WHAT IS NEEDED:
The lines from the top of the listing through the one containing "#[arg(long, default_value = DEFAULT_PASSWORD)]" are to be retyped exactly, with no other lines.

= Beginning of Section =

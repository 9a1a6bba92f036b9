//! energenie CLI
//!
//! Query and switch the sockets of an EnerGenie power strip.

use std::collections::BTreeMap;
use std::process;

use clap::{Parser, Subcommand};
use energenie::config::{DEFAULT_ADDRESS, DEFAULT_PASSWORD, DEFAULT_PORT};
use energenie::{Config, PowerStrip, Socket, SocketSpec, StripStatus, Transport};
use tracing_subscriber::{fmt, EnvFilter};

/// energenie CLI
#[derive(Parser, Debug)]
#[command(name = "energenie")]
#[command(about = "Control an EnerGenie networked power strip")]
#[command(version)]
#[command(after_help = "<socket-spec> is a comma-separated list of socket numbers (1 - 4),\n\
ranges, or 'all' as a short cut for 1-4.\n\n\
Example: 1,2-3 specifies sockets 1, 2, and 3.")]
struct Args {
    /// The power strip's network address
    #[arg(long, default_value = DEFAULT_ADDRESS)]
    address: String,

    /// The port used by the native protocol
    #[arg(long, default_value_t = DEFAULT_PORT)]
    port: u16,

    /// The password used to log in
    #[arg(long, default_value = DEFAULT_PASSWORD)]
    password: String,

    /// Protocol to use: "native" or "http"
    #[arg(long, default_value = "native")]
    protocol: Transport,

    /// Connect timeout in milliseconds
    #[arg(long, default_value = "4000")]
    connect_timeout_ms: u64,

    #[command(subcommand)]
    command: Commands,
}

#[derive(Subcommand, Debug)]
enum Commands {
    /// Print the sockets' status
    Status {
        /// Sockets to show
        #[arg(default_value = "all")]
        sockets: String,
    },

    /// Turn sockets on
    On {
        /// Sockets to switch
        sockets: String,
    },

    /// Turn sockets off
    Off {
        /// Sockets to switch
        sockets: String,
    },
}

fn main() {
    // Logs go to stderr so they never mix with status output
    let filter = EnvFilter::try_from_default_env().unwrap_or_else(|_| EnvFilter::new("warn"));

    fmt()
        .with_env_filter(filter)
        .with_target(true)
        .with_writer(std::io::stderr)
        .init();

    let args = match Args::try_parse() {
        Ok(args) => args,
        Err(e) => {
            let _ = e.print();
            process::exit(usage_exit_code(&e));
        }
    };

    tracing::debug!("energenie v{}", energenie::VERSION);

    let config = Config::builder()
        .address(&args.address)
        .port(args.port)
        .password(&args.password)
        .transport(args.protocol)
        .connect_timeout_ms(args.connect_timeout_ms)
        .build();

    let client = match energenie::client::open(&config) {
        Ok(c) => c,
        Err(e) => {
            eprintln!("Can't instantiate a client: {}", e);
            process::exit(1);
        }
    };

    match args.command {
        Commands::Status { sockets } => show_status(client.as_ref(), &sockets),
        Commands::On { sockets } => switch_sockets(client.as_ref(), true, &sockets),
        Commands::Off { sockets } => switch_sockets(client.as_ref(), false, &sockets),
    }
}

/// `--help` and `--version` exit 0; usage errors exit 1 like every other failure
fn usage_exit_code(error: &clap::Error) -> i32 {
    if error.use_stderr() {
        1
    } else {
        0
    }
}

fn parse_spec_or_exit(spec: &str) -> Vec<Socket> {
    match SocketSpec::parse(spec) {
        Ok(sockets) => sockets,
        Err(e) => {
            eprintln!("{}", e);
            process::exit(1);
        }
    }
}

fn show_status(client: &dyn PowerStrip, spec: &str) {
    let sockets = parse_spec_or_exit(spec);

    let status = match client.status() {
        Ok(s) => s,
        Err(e) => {
            eprintln!("Can't get status: {}", e);
            process::exit(1);
        }
    };

    for line in format_status(&sockets, &status) {
        println!("{}", line);
    }
}

fn switch_sockets(client: &dyn PowerStrip, on: bool, spec: &str) {
    let desired: BTreeMap<Socket, bool> = parse_spec_or_exit(spec)
        .into_iter()
        .map(|socket| (socket, on))
        .collect();

    if let Err(e) = client.switch(&desired) {
        eprintln!("Can't switch sockets: {}", e);
        process::exit(1);
    }
}

/// One line per selected socket; names are padded to a common width
fn format_status(sockets: &[Socket], status: &StripStatus) -> Vec<String> {
    let width = sockets
        .iter()
        .filter_map(|s| status.name(*s))
        .map(str::len)
        .max()
        .unwrap_or(0);

    sockets
        .iter()
        .map(|socket| {
            let state = if status.is_on(*socket) { "on" } else { "off" };
            match &status.names {
                Some(_) => {
                    let name = status.name(*socket).unwrap_or("");
                    format!("Socket {} ({:<width$}): {}", socket, name, state, width = width)
                }
                None => format!("Socket {}: {}", socket, state),
            }
        })
        .collect()
}
//! Socket numbering and socket-spec parsing
//!
//! A power strip has four outlets, numbered 1 to 4. A socket spec is what a
//! user types to select some of them:
//!
//! ```text
//! "3"        -> [3]
//! "1,2-3"    -> [1, 2, 3]
//! "4-2"      -> [2, 3, 4]
//! "all"      -> [1, 2, 3, 4]
//! ```

use std::fmt;

use crate::error::{EnergenieError, Result};

/// An addressable outlet, always within `Socket::MIN..=Socket::MAX`
#[derive(Debug, Clone, Copy, PartialEq, Eq, PartialOrd, Ord, Hash)]
pub struct Socket(pub(crate) u8);

impl Socket {
    /// Lowest socket number
    pub const MIN: Socket = Socket(1);

    /// Highest socket number
    pub const MAX: Socket = Socket(4);

    /// Number of sockets on the strip
    pub const COUNT: usize = 4;

    /// Validate a socket number
    pub fn new(number: u8) -> Result<Self> {
        if (Self::MIN.0..=Self::MAX.0).contains(&number) {
            Ok(Socket(number))
        } else {
            Err(EnergenieError::InvalidSocket(format!(
                "Invalid socket number {}, must be between {} and {}",
                number,
                Self::MIN.0,
                Self::MAX.0
            )))
        }
    }

    /// All sockets in ascending order
    pub fn all() -> impl Iterator<Item = Socket> {
        (Self::MIN.0..=Self::MAX.0).map(Socket)
    }

    /// The socket number (1-4)
    pub fn number(self) -> u8 {
        self.0
    }
}

impl fmt::Display for Socket {
    fn fmt(&self, f: &mut fmt::Formatter<'_>) -> fmt::Result {
        write!(f, "{}", self.0)
    }
}

impl TryFrom<u8> for Socket {
    type Error = EnergenieError;

    fn try_from(number: u8) -> Result<Self> {
        Socket::new(number)
    }
}

/// Parser for comma-separated socket selections
pub struct SocketSpec;

impl SocketSpec {
    /// Parse a socket spec into a sorted, de-duplicated list of sockets
    pub fn parse(spec: &str) -> Result<Vec<Socket>> {
        let mut seen = [false; Socket::COUNT];

        for part in spec.split(',') {
            let part = part.trim();
            if part == "all" {
                seen = [true; Socket::COUNT];
            } else if let Some((low, high)) = split_range(part) {
                let mut low = parse_socket(low)?;
                let mut high = parse_socket(high)?;
                if low > high {
                    std::mem::swap(&mut low, &mut high);
                }
                for n in low.0..=high.0 {
                    seen[index(Socket(n))] = true;
                }
            } else {
                seen[index(parse_socket(part)?)] = true;
            }
        }

        Ok(Socket::all().filter(|s| seen[index(*s)]).collect())
    }
}

/// A dash only counts as a range separator when something precedes it
fn split_range(part: &str) -> Option<(&str, &str)> {
    match part.find('-') {
        Some(pos) if pos > 0 => Some((&part[..pos], &part[pos + 1..])),
        _ => None,
    }
}

fn parse_socket(raw: &str) -> Result<Socket> {
    let raw = raw.trim();
    let number: u8 = raw
        .parse()
        .map_err(|_| EnergenieError::InvalidSocket(format!("{:?} is not a valid integer", raw)))?;
    Socket::new(number)
}

fn index(socket: Socket) -> usize {
    (socket.0 - Socket::MIN.0) as usize
}
//! Client Module
//!
//! Transports that can query and switch a power strip.
//!
//! ## Architecture
//! - `PowerStrip` is the capability every transport offers
//! - `NativeClient` speaks the binary TCP protocol
//! - `HttpClient` scrapes the device's web interface
//!
//! Callers pick a transport once (see [`open`]) and only ever talk to the
//! trait afterwards.

pub mod native;
pub mod http;

use std::collections::BTreeMap;

use crate::config::{Config, Transport};
use crate::error::Result;
use crate::socket::Socket;

pub use native::NativeClient;
pub use http::HttpClient;

/// Outlet states, plus names when the transport knows them
#[derive(Debug, Clone, Default, PartialEq, Eq)]
pub struct StripStatus {
    /// On/off per socket
    pub states: BTreeMap<Socket, bool>,

    /// Human-readable socket names; `None` when the transport has no names
    pub names: Option<BTreeMap<Socket, String>>,
}

impl StripStatus {
    /// Whether a socket is on (unknown sockets read as off)
    pub fn is_on(&self, socket: Socket) -> bool {
        self.states.get(&socket).copied().unwrap_or(false)
    }

    /// Name of a socket, if the transport provided one
    pub fn name(&self, socket: Socket) -> Option<&str> {
        self.names.as_ref()?.get(&socket).map(String::as_str)
    }
}

/// What a power strip can do, regardless of transport
pub trait PowerStrip: Send + Sync {
    /// Switch every socket in `desired` on or off; others are left alone
    fn switch(&self, desired: &BTreeMap<Socket, bool>) -> Result<()>;

    /// Query all socket states
    fn status(&self) -> Result<StripStatus>;
}

/// Build the transport selected in the config
pub fn open(config: &Config) -> Result<Box<dyn PowerStrip>> {
    tracing::debug!("Using {} transport for {}", config.transport, config.address);
    match config.transport {
        Transport::Native => Ok(Box::new(NativeClient::from_config(config)?)),
        Transport::Http => Ok(Box::new(HttpClient::from_config(config)?)),
    }
}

= End of Section =

ANSWER BOX:
repository 9a1a6bba92f036b9
//! energenie CLI
//!
//! Query and switch the sockets of an EnerGenie power strip.

use std::collections::BTreeMap;
use std::process;

use clap::{Parser, Subcommand};
use energenie::config::{DEFAULT_ADDRESS, DEFAULT_PASSWORD, DEFAULT_PORT};
use energenie::{Config, PowerStrip, Socket, SocketSpec, StripStatus, Transport};
use tracing_subscriber::{fmt, EnvFilter};

/// energenie CLI
#[derive(Parser, Debug)]
#[command(name = "energenie")]
#[command(about = "Control an EnerGenie networked power strip")]
#[command(version)]
#[command(after_help = "<socket-spec> is a comma-separated list of socket numbers (1 - 4),\n\
ranges, or 'all' as a short cut for 1-4.\n\n\
Example: 1,2-3 specifies sockets 1, 2, and 3.")]
struct Args {
    /// The power strip's network address
    #[arg(long, default_value = DEFAULT_ADDRESS)]
    address: String,

    /// The port used by the native protocol
    #[arg(long, default_value_t = DEFAULT_PORT)]
    port: u16,

    /// The password used to log in
    #[arg(long, default_value = DEFAULT_PASSWORD)]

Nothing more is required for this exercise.